- What needs to be done: Each line below that includes the word "anyhow" is to be reported.

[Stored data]

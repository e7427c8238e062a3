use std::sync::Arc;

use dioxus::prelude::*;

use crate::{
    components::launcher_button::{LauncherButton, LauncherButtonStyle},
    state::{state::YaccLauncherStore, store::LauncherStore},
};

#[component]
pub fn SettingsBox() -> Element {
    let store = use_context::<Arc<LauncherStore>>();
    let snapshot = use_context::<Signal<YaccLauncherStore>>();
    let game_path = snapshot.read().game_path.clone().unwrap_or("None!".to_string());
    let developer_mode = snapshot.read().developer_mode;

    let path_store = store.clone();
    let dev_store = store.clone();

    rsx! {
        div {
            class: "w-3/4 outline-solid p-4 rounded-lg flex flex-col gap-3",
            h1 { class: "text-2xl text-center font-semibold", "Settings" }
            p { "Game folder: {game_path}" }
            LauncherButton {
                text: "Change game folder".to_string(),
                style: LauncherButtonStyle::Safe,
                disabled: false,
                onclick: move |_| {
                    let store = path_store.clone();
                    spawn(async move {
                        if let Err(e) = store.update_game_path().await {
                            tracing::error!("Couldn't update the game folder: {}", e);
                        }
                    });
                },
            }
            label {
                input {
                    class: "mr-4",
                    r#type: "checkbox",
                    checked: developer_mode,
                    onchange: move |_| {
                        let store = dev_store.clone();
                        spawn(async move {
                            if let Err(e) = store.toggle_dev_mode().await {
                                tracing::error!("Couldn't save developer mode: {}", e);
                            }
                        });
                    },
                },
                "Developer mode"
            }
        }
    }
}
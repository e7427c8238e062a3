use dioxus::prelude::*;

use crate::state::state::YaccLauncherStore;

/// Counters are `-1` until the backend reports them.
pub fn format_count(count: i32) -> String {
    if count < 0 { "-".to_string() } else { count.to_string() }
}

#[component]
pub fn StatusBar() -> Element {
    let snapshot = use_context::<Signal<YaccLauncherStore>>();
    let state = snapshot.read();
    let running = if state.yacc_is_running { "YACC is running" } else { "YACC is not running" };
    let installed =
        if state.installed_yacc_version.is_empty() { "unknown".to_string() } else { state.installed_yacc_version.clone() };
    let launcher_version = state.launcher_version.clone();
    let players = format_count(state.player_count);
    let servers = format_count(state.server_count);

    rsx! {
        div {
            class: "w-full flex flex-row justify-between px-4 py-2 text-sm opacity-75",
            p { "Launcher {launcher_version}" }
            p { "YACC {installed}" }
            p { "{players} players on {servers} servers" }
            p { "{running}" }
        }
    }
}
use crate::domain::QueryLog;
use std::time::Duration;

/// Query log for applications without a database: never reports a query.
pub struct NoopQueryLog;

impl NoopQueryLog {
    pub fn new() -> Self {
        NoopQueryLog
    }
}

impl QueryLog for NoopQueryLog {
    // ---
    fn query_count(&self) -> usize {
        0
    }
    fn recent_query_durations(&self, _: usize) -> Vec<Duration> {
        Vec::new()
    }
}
--
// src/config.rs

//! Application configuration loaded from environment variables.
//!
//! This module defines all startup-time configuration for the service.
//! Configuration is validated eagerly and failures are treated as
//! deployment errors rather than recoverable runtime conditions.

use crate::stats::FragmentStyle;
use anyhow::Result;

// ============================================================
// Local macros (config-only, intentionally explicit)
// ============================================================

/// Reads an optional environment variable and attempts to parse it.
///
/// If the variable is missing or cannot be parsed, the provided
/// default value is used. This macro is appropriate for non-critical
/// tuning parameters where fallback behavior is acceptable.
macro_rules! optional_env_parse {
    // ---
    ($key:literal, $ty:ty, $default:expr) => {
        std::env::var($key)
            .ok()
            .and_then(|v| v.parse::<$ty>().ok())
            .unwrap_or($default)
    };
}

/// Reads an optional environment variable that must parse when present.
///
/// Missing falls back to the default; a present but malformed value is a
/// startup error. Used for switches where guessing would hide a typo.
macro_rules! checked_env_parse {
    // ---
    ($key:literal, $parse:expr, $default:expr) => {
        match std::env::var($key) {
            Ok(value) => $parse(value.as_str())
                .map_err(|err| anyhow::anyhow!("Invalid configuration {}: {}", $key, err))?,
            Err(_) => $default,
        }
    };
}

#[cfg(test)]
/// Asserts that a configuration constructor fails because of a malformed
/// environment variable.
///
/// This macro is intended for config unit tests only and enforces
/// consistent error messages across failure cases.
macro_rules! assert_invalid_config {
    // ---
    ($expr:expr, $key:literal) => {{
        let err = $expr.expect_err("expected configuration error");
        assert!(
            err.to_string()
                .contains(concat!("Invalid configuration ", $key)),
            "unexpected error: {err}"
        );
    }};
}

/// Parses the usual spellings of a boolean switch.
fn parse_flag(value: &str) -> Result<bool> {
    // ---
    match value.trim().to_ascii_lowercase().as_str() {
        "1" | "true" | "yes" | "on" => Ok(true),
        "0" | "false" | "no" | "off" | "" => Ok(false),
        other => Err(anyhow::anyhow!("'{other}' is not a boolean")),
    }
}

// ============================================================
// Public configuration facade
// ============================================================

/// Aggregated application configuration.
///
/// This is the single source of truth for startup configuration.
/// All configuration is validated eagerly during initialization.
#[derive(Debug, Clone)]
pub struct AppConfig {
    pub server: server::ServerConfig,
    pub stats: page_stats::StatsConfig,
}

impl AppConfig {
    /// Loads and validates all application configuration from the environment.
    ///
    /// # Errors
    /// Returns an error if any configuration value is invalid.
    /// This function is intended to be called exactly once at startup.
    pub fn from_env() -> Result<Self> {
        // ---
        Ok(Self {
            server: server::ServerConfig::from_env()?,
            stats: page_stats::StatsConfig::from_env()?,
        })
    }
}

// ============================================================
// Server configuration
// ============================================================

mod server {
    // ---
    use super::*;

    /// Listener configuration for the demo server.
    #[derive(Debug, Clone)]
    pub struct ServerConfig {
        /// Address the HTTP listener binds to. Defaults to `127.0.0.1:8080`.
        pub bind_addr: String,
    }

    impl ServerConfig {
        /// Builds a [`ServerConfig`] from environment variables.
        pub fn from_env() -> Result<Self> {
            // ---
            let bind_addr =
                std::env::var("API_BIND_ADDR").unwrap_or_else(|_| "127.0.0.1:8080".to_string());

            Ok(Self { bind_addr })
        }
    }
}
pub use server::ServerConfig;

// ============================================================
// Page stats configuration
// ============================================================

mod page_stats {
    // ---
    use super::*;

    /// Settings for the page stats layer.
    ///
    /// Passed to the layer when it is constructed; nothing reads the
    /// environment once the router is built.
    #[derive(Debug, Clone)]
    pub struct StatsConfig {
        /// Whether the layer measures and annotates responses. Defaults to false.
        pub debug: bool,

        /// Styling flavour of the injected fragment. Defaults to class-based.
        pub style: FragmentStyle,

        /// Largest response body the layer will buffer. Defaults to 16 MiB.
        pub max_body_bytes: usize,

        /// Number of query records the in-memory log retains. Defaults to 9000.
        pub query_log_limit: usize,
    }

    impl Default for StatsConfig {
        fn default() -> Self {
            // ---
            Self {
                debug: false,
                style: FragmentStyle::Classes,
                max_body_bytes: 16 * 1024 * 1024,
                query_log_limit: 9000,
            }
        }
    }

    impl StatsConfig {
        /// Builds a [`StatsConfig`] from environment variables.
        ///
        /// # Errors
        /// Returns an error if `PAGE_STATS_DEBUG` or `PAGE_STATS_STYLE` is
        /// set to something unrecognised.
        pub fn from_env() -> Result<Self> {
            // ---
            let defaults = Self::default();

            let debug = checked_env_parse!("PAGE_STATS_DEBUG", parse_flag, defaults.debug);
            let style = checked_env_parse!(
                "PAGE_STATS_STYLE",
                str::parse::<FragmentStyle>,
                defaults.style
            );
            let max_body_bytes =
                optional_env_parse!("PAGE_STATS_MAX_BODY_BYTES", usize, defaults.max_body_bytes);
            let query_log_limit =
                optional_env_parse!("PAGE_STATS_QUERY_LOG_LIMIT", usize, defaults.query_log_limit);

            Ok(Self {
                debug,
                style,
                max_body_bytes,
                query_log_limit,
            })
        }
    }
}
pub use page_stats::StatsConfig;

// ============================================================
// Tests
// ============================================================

- Reply:
use anyhow::Result;
                .map_err(|err| anyhow::anyhow!("Invalid configuration {}: {}", $key, err))?,
        other => Err(anyhow::anyhow!("'{other}' is not a boolean")),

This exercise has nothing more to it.